- Date: 5–11 June
- Edition: 10th
- Category: ITF Women's Circuit
- Prize money: $60,000
- Surface: Clay
- Location: Brescia, Italy

Champions

Singles
- Polona Hercog

Doubles
- Julia Glushko / Priscilla Hon
- ← 2016 · Internazionali Femminili di Brescia · 2018 →

= 2017 Internazionali Femminili di Brescia =

The 2017 Internazionali Femminili di Brescia was a professional tennis tournament played on outdoor clay courts. It was the tenth edition of the tournament and part of the 2017 ITF Women's Circuit, offering a total of $60,000 in prize money.
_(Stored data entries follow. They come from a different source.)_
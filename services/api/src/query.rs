//! Translation of list-request query parameters into a [`QuerySpec`]
//!
//! Numeric parameters are parsed with explicit fallbacks: anything that is
//! not a positive integer falls back to the default, `limit` is clamped
//! to [`MAX_LIMIT`] and `page` to the last page whose offset stays within
//! [`MAX_SKIP`].

use std::collections::HashMap;

use common::store::{Filter, QuerySpec, Sort};

use crate::{
    error::{ApiError, ApiResult},
    resources::{FilterKind, ResourceSpec},
};

/// Upper bound on `limit`
pub const MAX_LIMIT: u64 = 100;

/// Largest offset a store is asked to skip (a signed 64-bit SQL `OFFSET`)
pub const MAX_SKIP: u64 = i64::MAX as u64;

/// Raw query-string parameters
pub type QueryParams = HashMap<String, String>;

/// Parse a positive integer, falling back to `default` and clamping to `max`
pub fn parse_bounded(raw: Option<&str>, default: u64, max: u64) -> u64 {
    raw.and_then(|s| s.trim().parse::<u64>().ok())
        .filter(|v| *v >= 1)
        .map(|v| v.min(max))
        .unwrap_or(default)
}

fn param<'a>(params: &'a QueryParams, name: &str) -> Option<&'a str> {
    params
        .get(name)
        .map(|v| v.trim())
        .filter(|v| !v.is_empty())
}

fn parse_flag(name: &str, raw: &str) -> ApiResult<bool> {
    match raw.to_ascii_lowercase().as_str() {
        "true" | "1" => Ok(true),
        "false" | "0" => Ok(false),
        _ => Err(ApiError::Validation(format!(
            "Invalid value for {}: expected true or false",
            name
        ))),
    }
}

/// A list query ready to run, with the page it was built for
#[derive(Debug, Clone, PartialEq)]
pub struct ListQuery {
    pub page: u64,
    pub spec: QuerySpec,
}

/// Build the query for a list request on `resource`. `base` holds
/// constraints the caller cannot lift, such as public visibility.
pub fn build_list_query(
    resource: &ResourceSpec,
    params: &QueryParams,
    base: Filter,
) -> ApiResult<ListQuery> {
    let limit = parse_bounded(param(params, "limit"), resource.default_limit, MAX_LIMIT);
    let page = parse_bounded(param(params, "page"), 1, MAX_SKIP / limit + 1);

    let mut filter = base;
    for field in resource.filters {
        let Some(raw) = param(params, field.param) else {
            continue;
        };
        filter = match field.kind {
            FilterKind::Text => filter.eq(field.field, raw),
            FilterKind::Bool => filter.eq(field.field, parse_flag(field.param, raw)?),
        };
    }

    if let Some(term) = param(params, "search") {
        filter = filter.search(resource.search_fields, term);
    }

    let sort = match param(params, "sort") {
        Some(raw) => {
            let sort = Sort::parse(raw);
            if !resource.sortable.contains(&sort.field.as_str()) {
                return Err(ApiError::Validation(format!(
                    "Cannot sort {} by {}",
                    resource.name, sort.field
                )));
            }
            sort
        }
        None => Sort::parse(resource.default_sort),
    };

    Ok(ListQuery {
        page,
        spec: QuerySpec {
            filter,
            sort,
            skip: (page - 1) * limit,
            limit,
        },
    })
}

#[cfg(test)]
mod tests {
    use super::*;
    use crate::resources::{GALLERY, NEWS, SUPPORTERS};
    use common::store::{Condition, SortDirection};
    use serde_json::json;

    fn params(pairs: &[(&str, &str)]) -> QueryParams {
        pairs
            .iter()
            .map(|(k, v)| (k.to_string(), v.to_string()))
            .collect()
    }

    #[test]
    fn test_parse_bounded() {
        assert_eq!(parse_bounded(None, 10, 100), 10);
        assert_eq!(parse_bounded(Some("3"), 10, 100), 3);
        assert_eq!(parse_bounded(Some(" 7 "), 10, 100), 7);
        assert_eq!(parse_bounded(Some("abc"), 10, 100), 10);
        assert_eq!(parse_bounded(Some("NaN"), 10, 100), 10);
        assert_eq!(parse_bounded(Some("0"), 10, 100), 10);
        assert_eq!(parse_bounded(Some("-4"), 10, 100), 10);
        assert_eq!(parse_bounded(Some("2.5"), 10, 100), 10);
        assert_eq!(parse_bounded(Some("5000"), 10, 100), 100);
    }

    #[test]
    fn test_defaults() {
        let query = build_list_query(&GALLERY, &QueryParams::new(), Filter::new()).unwrap();
        assert_eq!(query.page, 1);
        assert_eq!(query.spec.limit, 12);
        assert_eq!(query.spec.skip, 0);
        assert!(query.spec.filter.is_empty());
        assert_eq!(query.spec.sort, Sort::descending("createdAt"));

        let query = build_list_query(&SUPPORTERS, &QueryParams::new(), Filter::new()).unwrap();
        assert_eq!(query.spec.limit, 20);
        assert_eq!(query.spec.sort.direction, SortDirection::Ascending);
    }

    #[test]
    fn test_skip_is_page_minus_one_times_limit() {
        for (page, limit) in [(1u64, 1u64), (2, 10), (3, 12), (7, 100)] {
            let (page_raw, limit_raw) = (page.to_string(), limit.to_string());
            let query = build_list_query(
                &NEWS,
                &params(&[("page", page_raw.as_str()), ("limit", limit_raw.as_str())]),
                Filter::new(),
            )
            .unwrap();
            assert_eq!(query.spec.skip, (page - 1) * limit);
            assert_eq!(query.spec.limit, limit);
        }
    }

    #[test]
    fn test_huge_pages_keep_the_offset_in_range() {
        let query =
            build_list_query(&NEWS, &params(&[("page", "18446744073709551615")]), Filter::new())
                .unwrap();
        assert_eq!(query.page, MAX_SKIP / 10 + 1);
        assert_eq!(query.spec.skip, (query.page - 1) * 10);
        assert!(query.spec.skip <= MAX_SKIP);

        let query = build_list_query(
            &NEWS,
            &params(&[("page", "100000000000000000"), ("limit", "100")]),
            Filter::new(),
        )
        .unwrap();
        assert_eq!(query.page, MAX_SKIP / 100 + 1);
        assert!(i64::try_from(query.spec.skip).is_ok());
        assert_eq!(query.spec.skip, (query.page - 1) * 100);
    }

    #[test]
    fn test_non_numeric_paging_falls_back() {
        let query = build_list_query(
            &NEWS,
            &params(&[("page", "two"), ("limit", "lots")]),
            Filter::new(),
        )
        .unwrap();
        assert_eq!(query.page, 1);
        assert_eq!(query.spec.limit, 10);
        assert_eq!(query.spec.skip, 0);
    }

    #[test]
    fn test_present_filters_and_search_are_folded_in() {
        let query = build_list_query(
            &NEWS,
            &params(&[
                ("status", "draft"),
                ("featured", "true"),
                ("category", ""),
                ("search", "  vaccine "),
            ]),
            Filter::new(),
        )
        .unwrap();

        assert_eq!(
            query.spec.filter.conditions(),
            &[
                Condition::Eq {
                    field: "status".into(),
                    value: json!("draft")
                },
                Condition::Eq {
                    field: "featured".into(),
                    value: json!(true)
                },
                Condition::Search {
                    fields: vec!["title".into(), "excerpt".into(), "content".into()],
                    term: "vaccine".into()
                },
            ]
        );
    }

    #[test]
    fn test_base_filter_is_kept() {
        let base = Filter::new().eq("status", "published");
        let query =
            build_list_query(&NEWS, &params(&[("status", "draft")]), base).unwrap();
        assert_eq!(query.spec.filter.conditions().len(), 2);
        assert!(!query.spec.filter.matches(
            json!({ "status": "draft" }).as_object().unwrap()
        ));
    }

    #[test]
    fn test_bad_flag_is_rejected() {
        let result = build_list_query(&GALLERY, &params(&[("featured", "maybe")]), Filter::new());
        assert!(matches!(result, Err(ApiError::Validation(_))));
    }

    #[test]
    fn test_sort_whitelist() {
        let query =
            build_list_query(&NEWS, &params(&[("sort", "-views")]), Filter::new()).unwrap();
        assert_eq!(query.spec.sort, Sort::descending("views"));

        let result = build_list_query(
            &NEWS,
            &params(&[("sort", "doc; DROP TABLE")]),
            Filter::new(),
        );
        assert!(matches!(result, Err(ApiError::Validation(_))));
    }
}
It took place in Brescia, Italy, from 5–11 June 2017.

== Point distribution ==

| Event | W | F | SF | QF | Round of 16 | Round of 32 | Q | Q2 | Q3 |
| Singles | 80 | 48 | 29 | 15 | 8 | 1 | 5 | 3 | 1 |
| Doubles | 1 | —N/a | —N/a | —N/a | —N/a |

==Singles main draw entrants==
=== Seeds ===

| Country | Player | Rank^{1} | Seed |
|---|---|---|---|
| UKR | Kateryna Kozlova | 140 | 1 |
| SUI | Jil Teichmann | 152 | 2 |
| AUT | Barbara Haas | 161 | 3 |
| BUL | Isabella Shinikova | 169 | 4 |
| RUS | Anastasiya Komardina | 176 | 5 |
| PAR | Montserrat González | 190 | 6 |
| SLO | Polona Hercog | 205 | 7 |
| SUI | Conny Perrin | 206 | 8 |

- ^{1} Rankings as of 29 May 2017

=== Other entrants ===
The following players received wildcards into the singles main draw:
- ITA Stefania Rubini
- ITA Camilla Scala
- ITA Lucrezia Stefanini
- ITA Beatrice Torelli

The following players received entry from the qualifying draw:
- ITA Martina Caregaro
- ITA Deborah Chiesa
- AUS Priscilla Hon
- BIH Jelena Simić

The following player received entry as a lucky loser:
- BRA Carolina Alves

== Champions ==

===Singles===

- SLO Polona Hercog def. UKR Ganna Poznikhirenko, 6–2, 7–5

===Doubles===

- ISR Julia Glushko / AUS Priscilla Hon def. PAR Montserrat González / BLR Ilona Kremen, 2–6, 7–6^{(7–4)}, [10–8]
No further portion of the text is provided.